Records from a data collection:
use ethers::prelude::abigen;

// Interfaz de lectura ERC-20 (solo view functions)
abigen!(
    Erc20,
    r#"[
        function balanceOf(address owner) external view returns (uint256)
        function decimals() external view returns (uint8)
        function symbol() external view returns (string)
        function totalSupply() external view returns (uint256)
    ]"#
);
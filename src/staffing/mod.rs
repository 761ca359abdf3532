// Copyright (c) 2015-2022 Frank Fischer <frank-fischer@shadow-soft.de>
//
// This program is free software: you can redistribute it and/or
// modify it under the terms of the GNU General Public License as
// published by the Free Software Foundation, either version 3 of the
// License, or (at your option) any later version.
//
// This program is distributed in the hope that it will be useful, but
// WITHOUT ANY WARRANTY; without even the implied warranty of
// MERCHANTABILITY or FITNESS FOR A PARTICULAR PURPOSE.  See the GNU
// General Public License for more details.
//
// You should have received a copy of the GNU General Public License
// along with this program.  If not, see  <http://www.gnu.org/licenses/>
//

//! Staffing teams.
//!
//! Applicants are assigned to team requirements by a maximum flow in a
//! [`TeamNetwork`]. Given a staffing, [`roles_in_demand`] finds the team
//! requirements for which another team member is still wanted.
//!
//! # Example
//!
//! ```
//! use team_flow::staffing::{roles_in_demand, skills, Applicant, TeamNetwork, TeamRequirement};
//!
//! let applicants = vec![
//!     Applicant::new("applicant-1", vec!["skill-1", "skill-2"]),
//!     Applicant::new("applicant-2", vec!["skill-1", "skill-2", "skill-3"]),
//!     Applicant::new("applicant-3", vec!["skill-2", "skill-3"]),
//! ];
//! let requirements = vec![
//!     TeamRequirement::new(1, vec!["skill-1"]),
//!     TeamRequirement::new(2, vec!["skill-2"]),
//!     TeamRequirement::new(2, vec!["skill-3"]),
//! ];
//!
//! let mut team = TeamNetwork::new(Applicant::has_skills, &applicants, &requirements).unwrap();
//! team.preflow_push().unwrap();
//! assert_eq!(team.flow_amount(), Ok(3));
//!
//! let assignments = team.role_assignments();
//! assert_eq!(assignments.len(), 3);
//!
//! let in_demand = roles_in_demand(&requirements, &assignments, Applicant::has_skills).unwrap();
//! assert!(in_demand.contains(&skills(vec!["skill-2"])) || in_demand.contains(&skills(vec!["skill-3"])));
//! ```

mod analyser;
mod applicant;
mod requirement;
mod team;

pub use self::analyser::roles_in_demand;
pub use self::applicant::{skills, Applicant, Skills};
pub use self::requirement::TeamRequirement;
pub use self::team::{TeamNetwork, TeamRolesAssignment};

## Task statement
Word for word, restate all of the records.

## Answer section
use ethers::prelude::abigen;

// Interfaz de lectura ERC-20 (solo view functions)
abigen!(
    Erc20,
    r#"[
        function balanceOf(address owner) external view returns (uint256)
        function decimals() external view returns (uint8)
        function symbol() external view returns (string)
        function totalSupply() external view returns (uint256)
    ]"#
);
filename src/staffing/mod.rs
repository 761ca359abdf3532
// Copyright (c) 2015-2022 Frank Fischer <frank-fischer@shadow-soft.de>
//
// This program is free software: you can redistribute it and/or
// modify it under the terms of the GNU General Public License as
// published by the Free Software Foundation, either version 3 of the
// License, or (at your option) any later version.
//
// This program is distributed in the hope that it will be useful, but
// WITHOUT ANY WARRANTY; without even the implied warranty of
// MERCHANTABILITY or FITNESS FOR A PARTICULAR PURPOSE.  See the GNU
// General Public License for more details.
//
// You should have received a copy of the GNU General Public License
// along with this program.  If not, see  <http://www.gnu.org/licenses/>
//

//! Staffing teams.
//!
//! Applicants are assigned to team requirements by a maximum flow in a
//! [`TeamNetwork`]. Given a staffing, [`roles_in_demand`] finds the team
//! requirements for which another team member is still wanted.
//!
//! # Example
//!
//! ```
//! use team_flow::staffing::{roles_in_demand, skills, Applicant, TeamNetwork, TeamRequirement};
//!
//! let applicants = vec![
//!     Applicant::new("applicant-1", vec!["skill-1", "skill-2"]),
//!     Applicant::new("applicant-2", vec!["skill-1", "skill-2", "skill-3"]),
//!     Applicant::new("applicant-3", vec!["skill-2", "skill-3"]),
//! ];
//! let requirements = vec![
//!     TeamRequirement::new(1, vec!["skill-1"]),
//!     TeamRequirement::new(2, vec!["skill-2"]),
//!     TeamRequirement::new(2, vec!["skill-3"]),
//! ];
//!
//! let mut team = TeamNetwork::new(Applicant::has_skills, &applicants, &requirements).unwrap();
//! team.preflow_push().unwrap();
//! assert_eq!(team.flow_amount(), Ok(3));
//!
//! let assignments = team.role_assignments();
//! assert_eq!(assignments.len(), 3);
//!
//! let in_demand = roles_in_demand(&requirements, &assignments, Applicant::has_skills).unwrap();
//! assert!(in_demand.contains(&skills(vec!["skill-2"])) || in_demand.contains(&skills(vec!["skill-3"])));
//! ```

mod analyser;
mod applicant;
mod requirement;
mod team;

pub use self::analyser::roles_in_demand;
pub use self::applicant::{skills, Applicant, Skills};
pub use self::requirement::TeamRequirement;
pub use self::team::{TeamNetwork, TeamRolesAssignment};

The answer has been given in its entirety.